The thing is, I don't think that "things took longer" axiomatically equals "things were of higher value and/or quality." Yes, modern American consumer culture is heavily focused on disposable and/or planned obsolescence, which is in part driven by our ability to make things quickly and cheaply so they don't "have" to last as long as they used to have to last because the price was such that you couldn't replace it easily. But let's take cooking for example. I don't have as many nifty toys as my mom does, but I have a stand mixer and a hand mixer and a food processor and a blender (and newly an immersion blender because I love soup, fight me.) I own a mezzaluna and I can make (and have made) pesto the old-fashioned way, by hand. But I also work a job that, with commute included, eats 12 hours of my day. (Morning preparations etc. not included.) Even accounting for the fact that I don't sleep enough, that still only leaves me 5 hours out of the day for literally everything else. I could spend one of those five hours making pesto by hand, or I could spend three minutes of those five hours zooming it through the Cuisinart, and spend the other fifty-seven minutes talking to my husband or reading a book or playing a game or literally anything else.

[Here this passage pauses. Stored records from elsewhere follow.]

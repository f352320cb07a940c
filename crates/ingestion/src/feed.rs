//! Trade feed providers.

use crate::raw::RawTrade;
use flowbar_core::{Error, Result, TimestampNs};
use serde::{Deserialize, Serialize};
use std::fs::File;
use std::io::{BufRead, BufReader};
use std::path::Path;
use tracing::{debug, info};

/// What to fetch from a feed.
#[derive(Debug, Clone, PartialEq, Eq, Serialize, Deserialize)]
pub struct FeedRequest {
    /// Instrument symbol, e.g. `ES.c.0`.
    pub symbol: String,
    /// Feed schema, e.g. `trades`.
    pub schema: String,
    /// Inclusive start.
    pub start_ns: TimestampNs,
    /// Exclusive end.
    pub end_ns: TimestampNs,
}

impl FeedRequest {
    pub fn new(
        symbol: impl Into<String>,
        schema: impl Into<String>,
        start_ns: TimestampNs,
        end_ns: TimestampNs,
    ) -> Self {
        Self {
            symbol: symbol.into(),
            schema: schema.into(),
            start_ns,
            end_ns,
        }
    }

    /// Whether a timestamp falls inside `[start_ns, end_ns)`.
    #[inline]
    pub fn contains(&self, ts_ns: TimestampNs) -> bool {
        ts_ns >= self.start_ns && ts_ns < self.end_ns
    }
}

/// Source of raw trade records.
pub trait TradeFeed {
    fn fetch(&mut self, request: &FeedRequest) -> Result<Vec<RawTrade>>;
}

/// Keep records inside the request window. Records whose timestamp can't
/// be read are kept so validation reports them.
fn in_window(request: &FeedRequest, raw: &RawTrade) -> bool {
    raw.ts_ns().map(|ts| request.contains(ts)).unwrap_or(true)
}

/// In-memory feed for one symbol.
#[derive(Debug, Clone)]
pub struct MemoryFeed {
    symbol: String,
    records: Vec<RawTrade>,
}

impl MemoryFeed {
    pub fn new(symbol: impl Into<String>, records: Vec<RawTrade>) -> Self {
        Self {
            symbol: symbol.into(),
            records,
        }
    }

    pub fn len(&self) -> usize {
        self.records.len()
    }

    pub fn is_empty(&self) -> bool {
        self.records.is_empty()
    }
}

impl TradeFeed for MemoryFeed {
    fn fetch(&mut self, request: &FeedRequest) -> Result<Vec<RawTrade>> {
        if request.symbol != self.symbol {
            return Err(Error::feed(format!(
                "unknown symbol {:?} (feed serves {:?})",
                request.symbol, self.symbol
            )));
        }

        let records: Vec<RawTrade> = self
            .records
            .iter()
            .filter(|raw| in_window(request, raw))
            .cloned()
            .collect();

        debug!(
            symbol = %request.symbol,
            fetched = records.len(),
            available = self.records.len(),
            "memory feed fetch"
        );
        Ok(records)
    }
}

/// Feed reading one JSON trade record per line.
pub struct JsonLinesFeed<R> {
    reader: R,
}

impl<R: BufRead> JsonLinesFeed<R> {
    pub fn new(reader: R) -> Self {
        Self { reader }
    }
}

impl JsonLinesFeed<BufReader<File>> {
    /// Open a JSON-lines file.
    pub fn open(path: impl AsRef<Path>) -> Result<Self> {
        let file = File::open(path.as_ref())?;
        Ok(Self::new(BufReader::new(file)))
    }
}

impl<R: BufRead> TradeFeed for JsonLinesFeed<R> {
    fn fetch(&mut self, request: &FeedRequest) -> Result<Vec<RawTrade>> {
        let mut records = Vec::new();
        let mut line = String::new();
        let mut line_no = 0usize;

        loop {
            line.clear();
            if self.reader.read_line(&mut line)? == 0 {
                break;
            }
            line_no += 1;
            let text = line.trim();
            if text.is_empty() {
                continue;
            }
            let raw: RawTrade = serde_json::from_str(text)
                .map_err(|e| Error::feed(format!("line {line_no}: {e}")))?;
            if in_window(request, &raw) {
                records.push(raw);
            }
        }

        info!(
            symbol = %request.symbol,
            lines = line_no,
            fetched = records.len(),
            "json-lines feed read"
        );
        Ok(records)
    }
}

#[cfg(test)]
mod tests {
    use super::*;
    use std::io::Cursor;

    fn make_request(start_ns: i64, end_ns: i64) -> FeedRequest {
        FeedRequest::new("ES.c.0", "trades", start_ns, end_ns)
    }

    #[test]
    fn test_memory_feed_window() {
        let mut feed = MemoryFeed::new(
            "ES.c.0",
            vec![
                RawTrade::new(5, 1.0, 1, "B"),
                RawTrade::new(10, 1.0, 1, "B"),
                RawTrade::new(19, 1.0, 1, "A"),
                RawTrade::new(20, 1.0, 1, "A"),
            ],
        );
        let records = feed.fetch(&make_request(10, 20)).unwrap();
        let ts: Vec<i64> = records.iter().map(|r| r.ts_ns().unwrap()).collect();
        assert_eq!(ts, vec![10, 19]);
    }

    #[test]
    fn test_memory_feed_unknown_symbol() {
        let mut feed = MemoryFeed::new("ES.c.0", vec![]);
        let request = FeedRequest::new("NQ.c.0", "trades", 0, 1);
        assert!(matches!(feed.fetch(&request), Err(Error::Feed(_))));
    }

    #[test]
    fn test_json_lines_feed() {
        let input = concat!(
            r#"{"ts_event": 1, "price": 6300.25, "size": 2, "side": "B"}"#,
            "\n\n",
            r#"{"ts_event": "2025-07-14T13:30:00Z", "price": 6300.5, "size": 1, "side": "A"}"#,
            "\n",
        );
        let mut feed = JsonLinesFeed::new(Cursor::new(input));
        let records = feed.fetch(&make_request(0, i64::MAX)).unwrap();

        assert_eq!(records.len(), 2);
        assert_eq!(records[0].size, Some(2));
        assert_eq!(records[1].side.as_deref(), Some("A"));
    }

    #[test]
    fn test_json_lines_feed_bad_line() {
        let mut feed = JsonLinesFeed::new(Cursor::new("{not json}\n"));
        let err = feed.fetch(&make_request(0, 10)).unwrap_err();
        assert!(err.to_string().contains("line 1"));
    }

    #[test]
    fn test_json_lines_file() {
        let path = std::env::temp_dir().join(format!("flowbar-feed-{}.jsonl", std::process::id()));
        std::fs::write(
            &path,
            concat!(
                r#"{"ts_event": 3, "price": 10.0, "size": 1, "side": "B"}"#,
                "\n",
                r#"{"ts_event": 30, "price": 10.5, "size": 2, "side": "A"}"#,
                "\n",
            ),
        )
        .unwrap();
        let mut feed = JsonLinesFeed::open(&path).unwrap();
        let records = feed.fetch(&make_request(0, 10)).unwrap();
        std::fs::remove_file(&path).unwrap();

        assert_eq!(records.len(), 1);
        assert_eq!(records[0].ts_ns().unwrap(), 3);
        assert!(JsonLinesFeed::open(&path).is_err());
    }
}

There are things it is worth taking the time to do or make by hand. I've been working on a gift for my grandmother for the better part of a year now and when it's done I will have poured literal hundreds of hours into it. I might hate it a lot right now, but I know she will love it, and will value it simply because I made it for her--because I took that time. And that's important, and has value. I'm not saying everything should be machine-made and automated, because some things can't and shouldn't be.
But I don't think it's the fact that we have automated certain things that is the problem we should be looking at. I think it's what we've done with the additional time automation has granted us. Theoretically it was supposed to make us better at leisure, more able to live our lives instead of burying ourselves in work. We seem to have done the precise opposite--piled in more work to fill the hours than we used to, and thrown away our sense of community. (For what it's worth, although I can't speak for either Miranda Lambert or Rascal Flatts, I suspect that the lost community is what they're really mourning, more so than the "value" of hand-worked things that took more time.) I am all for increasing a sense of community; admittedly I'm bad at putting this into practice when it comes to the physical place where I live, insofar as I know my neighbors' names but not very much about several of them, but I've been tyring to pare down my online communities and keep up with the ones I choose to maintain more. I still have too many things to do and not nearly enough hours to devote to any of them, but I'm working on it.
This has been your irregularly scheduled episode of navel-gazing with Rina, part whatever in an ongoing series.